Saved entries
·····
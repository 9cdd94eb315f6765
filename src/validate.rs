//! Structural self-check
//!
//! Walks every ring of the heap and verifies the properties the amortized
//! bounds depend on. This is O(n) and meant for tests and debugging.

use rc_circular_list::{Linked, RingOps};
use std::fmt;
use std::rc::Rc;

use crate::cell::CellRef;
use crate::fibonacci::FibonacciHeap;
use crate::order::{Comparator, Order};

/// A broken structural invariant found by [`FibonacciHeap::check_invariants`]
#[derive(Debug, Clone, Copy, PartialEq, Eq)]
pub enum InvariantViolation {
    /// The element count does not match the number of reachable cells
    CountMismatch { recorded: usize, found: usize },
    /// The cached top is missing, not a root, or not the best root
    StaleExtremum,
    /// A sibling's `prev` link does not point back at its predecessor
    BrokenRing,
    /// A cell's parent link disagrees with the ring it is in
    BrokenParentLink,
    /// A child is strictly better than its parent
    HeapOrder,
    /// A root carries the child-lost mark
    MarkedRoot,
    /// A cell's recorded degree differs from its number of children
    WrongDegree { recorded: usize, found: usize },
    /// A subtree is smaller than its degree allows
    TooSmall { degree: usize, size: usize },
}

impl fmt::Display for InvariantViolation {
    fn fmt(&self, f: &mut fmt::Formatter<'_>) -> fmt::Result {
        match self {
            InvariantViolation::CountMismatch { recorded, found } => {
                write!(f, "heap records {recorded} elements but {found} are reachable")
            }
            InvariantViolation::StaleExtremum => write!(f, "cached top is not the best root"),
            InvariantViolation::BrokenRing => write!(f, "sibling ring links are inconsistent"),
            InvariantViolation::BrokenParentLink => write!(f, "parent link is inconsistent"),
            InvariantViolation::HeapOrder => write!(f, "child is better than its parent"),
            InvariantViolation::MarkedRoot => write!(f, "root is marked"),
            InvariantViolation::WrongDegree { recorded, found } => {
                write!(f, "cell records degree {recorded} but has {found} children")
            }
            InvariantViolation::TooSmall { degree, size } => {
                write!(f, "subtree of degree {degree} holds only {size} cells")
            }
        }
    }
}

impl std::error::Error for InvariantViolation {}

impl<T, P, C: Comparator<P>> FibonacciHeap<T, P, C> {
    /// Verifies ring links, parent links, heap order, marks, degrees, subtree
    /// sizes, the element count and the cached top.
    pub fn check_invariants(&self) -> Result<(), InvariantViolation> {
        let Some(top) = &self.extremum else {
            return if self.len == 0 && self.roots.is_empty() {
                Ok(())
            } else {
                Err(InvariantViolation::StaleExtremum)
            };
        };

        let mut top_is_root = false;
        for root in self.roots.iter() {
            if Rc::ptr_eq(&root, top) {
                top_is_root = true;
            } else if self
                .order
                .precedes(&root.state.borrow().priority, &top.state.borrow().priority)
            {
                return Err(InvariantViolation::StaleExtremum);
            }
        }
        if !top_is_root {
            return Err(InvariantViolation::StaleExtremum);
        }

        let found = check_forest(&self.order, self.roots.head())?;
        if found != self.len {
            return Err(InvariantViolation::CountMismatch {
                recorded: self.len,
                found,
            });
        }
        Ok(())
    }
}

/// Checks every cell reachable from the root ring, returning how many were
/// found.
///
/// Trees can be as deep as the heap is large, so the walk keeps its own stack
/// of rings still to visit. Cells are recorded in pre-order next to the index
/// of their parent; subtree sizes are then summed in reverse, which sees every
/// child before its parent.
fn check_forest<T, P, C: Comparator<P>>(
    order: &Order<C>,
    roots: Option<&CellRef<T, P>>,
) -> Result<usize, InvariantViolation> {
    let mut visited: Vec<(CellRef<T, P>, Option<usize>)> = Vec::new();
    let mut pending: Vec<(CellRef<T, P>, Option<usize>)> = Vec::new();
    if let Some(head) = roots {
        pending.push((Rc::clone(head), None));
    }

    while let Some((head, parent)) = pending.pop() {
        for cell in RingOps::iter(&head) {
            check_cell(order, &cell, parent.map(|index| &visited[index].0))?;

            let index = visited.len();
            if let Some(child) = cell.state.borrow().children.head() {
                pending.push((Rc::clone(child), Some(index)));
            }
            visited.push((cell, parent));
        }
    }

    let mut sizes = vec![1usize; visited.len()];
    for (index, (cell, parent)) in visited.iter().enumerate().rev() {
        let degree = cell.state.borrow().degree;
        let size = sizes[index];
        if size < minimum_size(degree) {
            return Err(InvariantViolation::TooSmall { degree, size });
        }
        if let Some(parent) = *parent {
            sizes[parent] += size;
        }
    }
    Ok(visited.len())
}

/// Checks one cell against its ring neighbour and its parent.
fn check_cell<T, P, C: Comparator<P>>(
    order: &Order<C>,
    cell: &CellRef<T, P>,
    parent: Option<&CellRef<T, P>>,
) -> Result<(), InvariantViolation> {
    let next = cell.ring_link().next().ok_or(InvariantViolation::BrokenRing)?;
    if !next.ring_link().prev().is_some_and(|prev| Rc::ptr_eq(&prev, cell)) {
        return Err(InvariantViolation::BrokenRing);
    }

    let state = cell.state.borrow();
    match parent {
        None => {
            if !state.is_root() {
                return Err(InvariantViolation::BrokenParentLink);
            }
            if state.marked {
                return Err(InvariantViolation::MarkedRoot);
            }
        }
        Some(parent) => {
            if !state.parent.upgrade().is_some_and(|p| Rc::ptr_eq(&p, parent)) {
                return Err(InvariantViolation::BrokenParentLink);
            }
            if order.precedes(&state.priority, &parent.state.borrow().priority) {
                return Err(InvariantViolation::HeapOrder);
            }
        }
    }

    let children = state.children.len();
    if children != state.degree {
        return Err(InvariantViolation::WrongDegree {
            recorded: state.degree,
            found: children,
        });
    }
    Ok(())
}

/// Smallest subtree a cell of this degree can root: the Fibonacci number
/// F(degree + 2).
fn minimum_size(degree: usize) -> usize {
    let (mut smaller, mut minimum) = (1usize, 1usize);
    for _ in 0..degree {
        (smaller, minimum) = (minimum, smaller.saturating_add(minimum));
    }
    minimum
}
·····
■ **PROMPT**
The entries above should be copied out exactly, with none left out.

■ **SOLUTION FOR THIS PROBLEM**
repository 9cdd94eb315f6765
filename src/validate.rs
//! Structural self-check
//!
//! Walks every ring of the heap and verifies the properties the amortized
//! bounds depend on. This is O(n) and meant for tests and debugging.

use rc_circular_list::{Linked, RingOps};
use std::fmt;
use std::rc::Rc;

use crate::cell::CellRef;
use crate::fibonacci::FibonacciHeap;
use crate::order::{Comparator, Order};

/// A broken structural invariant found by [`FibonacciHeap::check_invariants`]
#[derive(Debug, Clone, Copy, PartialEq, Eq)]
pub enum InvariantViolation {
    /// The element count does not match the number of reachable cells
    CountMismatch { recorded: usize, found: usize },
    /// The cached top is missing, not a root, or not the best root
    StaleExtremum,
    /// A sibling's `prev` link does not point back at its predecessor
    BrokenRing,
    /// A cell's parent link disagrees with the ring it is in
    BrokenParentLink,
    /// A child is strictly better than its parent
    HeapOrder,
    /// A root carries the child-lost mark
    MarkedRoot,
    /// A cell's recorded degree differs from its number of children
    WrongDegree { recorded: usize, found: usize },
    /// A subtree is smaller than its degree allows
    TooSmall { degree: usize, size: usize },
}

impl fmt::Display for InvariantViolation {
    fn fmt(&self, f: &mut fmt::Formatter<'_>) -> fmt::Result {
        match self {
            InvariantViolation::CountMismatch { recorded, found } => {
                write!(f, "heap records {recorded} elements but {found} are reachable")
            }
            InvariantViolation::StaleExtremum => write!(f, "cached top is not the best root"),
            InvariantViolation::BrokenRing => write!(f, "sibling ring links are inconsistent"),
            InvariantViolation::BrokenParentLink => write!(f, "parent link is inconsistent"),
            InvariantViolation::HeapOrder => write!(f, "child is better than its parent"),
            InvariantViolation::MarkedRoot => write!(f, "root is marked"),
            InvariantViolation::WrongDegree { recorded, found } => {
                write!(f, "cell records degree {recorded} but has {found} children")
            }
            InvariantViolation::TooSmall { degree, size } => {
                write!(f, "subtree of degree {degree} holds only {size} cells")
            }
        }
    }
}

impl std::error::Error for InvariantViolation {}

impl<T, P, C: Comparator<P>> FibonacciHeap<T, P, C> {
    /// Verifies ring links, parent links, heap order, marks, degrees, subtree
    /// sizes, the element count and the cached top.
    pub fn check_invariants(&self) -> Result<(), InvariantViolation> {
        let Some(top) = &self.extremum else {
            return if self.len == 0 && self.roots.is_empty() {
                Ok(())
            } else {
                Err(InvariantViolation::StaleExtremum)
            };
        };

        let mut top_is_root = false;
        for root in self.roots.iter() {
            if Rc::ptr_eq(&root, top) {
                top_is_root = true;
            } else if self
                .order
                .precedes(&root.state.borrow().priority, &top.state.borrow().priority)
            {
                return Err(InvariantViolation::StaleExtremum);
            }
        }
        if !top_is_root {
            return Err(InvariantViolation::StaleExtremum);
        }

        let found = check_forest(&self.order, self.roots.head())?;
        if found != self.len {
            return Err(InvariantViolation::CountMismatch {
                recorded: self.len,
                found,
            });
        }
        Ok(())
    }
}

/// Checks every cell reachable from the root ring, returning how many were
/// found.
///
/// Trees can be as deep as the heap is large, so the walk keeps its own stack
/// of rings still to visit. Cells are recorded in pre-order next to the index
/// of their parent; subtree sizes are then summed in reverse, which sees every
/// child before its parent.
fn check_forest<T, P, C: Comparator<P>>(
    order: &Order<C>,
    roots: Option<&CellRef<T, P>>,
) -> Result<usize, InvariantViolation> {
    let mut visited: Vec<(CellRef<T, P>, Option<usize>)> = Vec::new();
    let mut pending: Vec<(CellRef<T, P>, Option<usize>)> = Vec::new();
    if let Some(head) = roots {
        pending.push((Rc::clone(head), None));
    }

    while let Some((head, parent)) = pending.pop() {
        for cell in RingOps::iter(&head) {
            check_cell(order, &cell, parent.map(|index| &visited[index].0))?;

            let index = visited.len();
            if let Some(child) = cell.state.borrow().children.head() {
                pending.push((Rc::clone(child), Some(index)));
            }
            visited.push((cell, parent));
        }
    }

    let mut sizes = vec![1usize; visited.len()];
    for (index, (cell, parent)) in visited.iter().enumerate().rev() {
        let degree = cell.state.borrow().degree;
        let size = sizes[index];
        if size < minimum_size(degree) {
            return Err(InvariantViolation::TooSmall { degree, size });
        }
        if let Some(parent) = *parent {
            sizes[parent] += size;
        }
    }
    Ok(visited.len())
}

/// Checks one cell against its ring neighbour and its parent.
fn check_cell<T, P, C: Comparator<P>>(
    order: &Order<C>,
    cell: &CellRef<T, P>,
    parent: Option<&CellRef<T, P>>,
) -> Result<(), InvariantViolation> {
    let next = cell.ring_link().next().ok_or(InvariantViolation::BrokenRing)?;
    if !next.ring_link().prev().is_some_and(|prev| Rc::ptr_eq(&prev, cell)) {
        return Err(InvariantViolation::BrokenRing);
    }

    let state = cell.state.borrow();
    match parent {
        None => {
            if !state.is_root() {
                return Err(InvariantViolation::BrokenParentLink);
            }
            if state.marked {
                return Err(InvariantViolation::MarkedRoot);
            }
        }
        Some(parent) => {
            if !state.parent.upgrade().is_some_and(|p| Rc::ptr_eq(&p, parent)) {
                return Err(InvariantViolation::BrokenParentLink);
            }
            if order.precedes(&state.priority, &parent.state.borrow().priority) {
                return Err(InvariantViolation::HeapOrder);
            }
        }
    }

    let children = state.children.len();
    if children != state.degree {
        return Err(InvariantViolation::WrongDegree {
            recorded: state.degree,
            found: children,
        });
    }
    Ok(())
}

/// Smallest subtree a cell of this degree can root: the Fibonacci number
/// F(degree + 2).
fn minimum_size(degree: usize) -> usize {
    let (mut smaller, mut minimum) = (1usize, 1usize);
    for _ in 0..degree {
        (smaller, minimum) = (minimum, smaller.saturating_add(minimum));
    }
    minimum
}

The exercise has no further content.